Insuranceciooutlook

Adopting Innovative Insurance Data Models

Thomas Fletcher, PhD, VP, Data Analytics, North America Life, PartnerRe [NYSE:PRE-J]

Thomas Fletcher, PhD, VP, Data Analytics, North America Life, PartnerRe [NYSE:PRE-J]

While data has always been used in insurance underwriting, much of the industry has undergone a significant transformation. In the Life Insurance industry, for example, data were used from medical exams, medical records, prescription histories, motor vehicle records and so forth. In more recent years, many more sources of data have emerged and are being leveraged for more cases (lower face amounts, acceleration of the process, and foregoing some medical tests). 

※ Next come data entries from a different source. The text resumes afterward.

//! Room list cache - the client's live view of "my rooms"
//!
//! Populated from GET /rooms, then kept current by room-created and
//! new-message events. Rooms stay ordered most-recently-active first.

use crate::dtos::{MessageDTO, RoomDTO};
use tracing::debug;

#[derive(Default)]
pub struct RoomCache {
    rooms: Vec<RoomDTO>,
}

impl RoomCache {
    pub fn new() -> Self {
        Self { rooms: Vec::new() }
    }

    /// Replaces the whole cache with a fresh room list (full refresh).
    pub fn set_rooms(&mut self, rooms: Vec<RoomDTO>) {
        self.rooms = rooms;
    }

    /// Handles a room-created event. Idempotent by room id: the same room
    /// arrives twice when the client is subscribed to both its personal
    /// and its company channel, and the second delivery must be a no-op.
    pub fn apply_room_created(&mut self, room: RoomDTO) {
        if self.rooms.iter().any(|r| r.id == room.id) {
            debug!(room_id = %room.id, "Duplicate room-created event ignored");
            return;
        }
        self.rooms.insert(0, room);
    }

    /// Handles a new-message event: refreshes the room's preview and
    /// recency, and moves it to the front of the list. Unknown rooms are
    /// ignored; the next full refresh will bring them in.
    pub fn apply_new_message(&mut self, message: &MessageDTO) {
        let Some(position) = self.rooms.iter().position(|r| r.id == message.room_id) else {
            debug!(room_id = %message.room_id, "Message for uncached room ignored");
            return;
        };

        let mut room = self.rooms.remove(position);
        room.updated_at = message.created_at;
        room.last_message = Some(message.clone());
        self.rooms.insert(0, room);
    }

    pub fn rooms(&self) -> &[RoomDTO] {
        &self.rooms
    }

    pub fn get(&self, room_id: &str) -> Option<&RoomDTO> {
        self.rooms.iter().find(|r| r.id == room_id)
    }
}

Many years ago, my then boss said in reference to the evaluation of a vendor-produced model, “protect the company; but, while they may build the model differently than you would, that doesn’t make it incorrect”. There are a few seemingly conflicting messages here. As such, below, I share my experiences over the last couple of decades in evaluation of innovative tools brought forth. Data can be viewed much like penicillin. Revolutionary in its potential impact, but not all mold is valuable. In a world where barbers are more heavily regulated than data scientists, what should you do if your boss asks you to protect the company and ensure the product you are evaluating is worthwhile?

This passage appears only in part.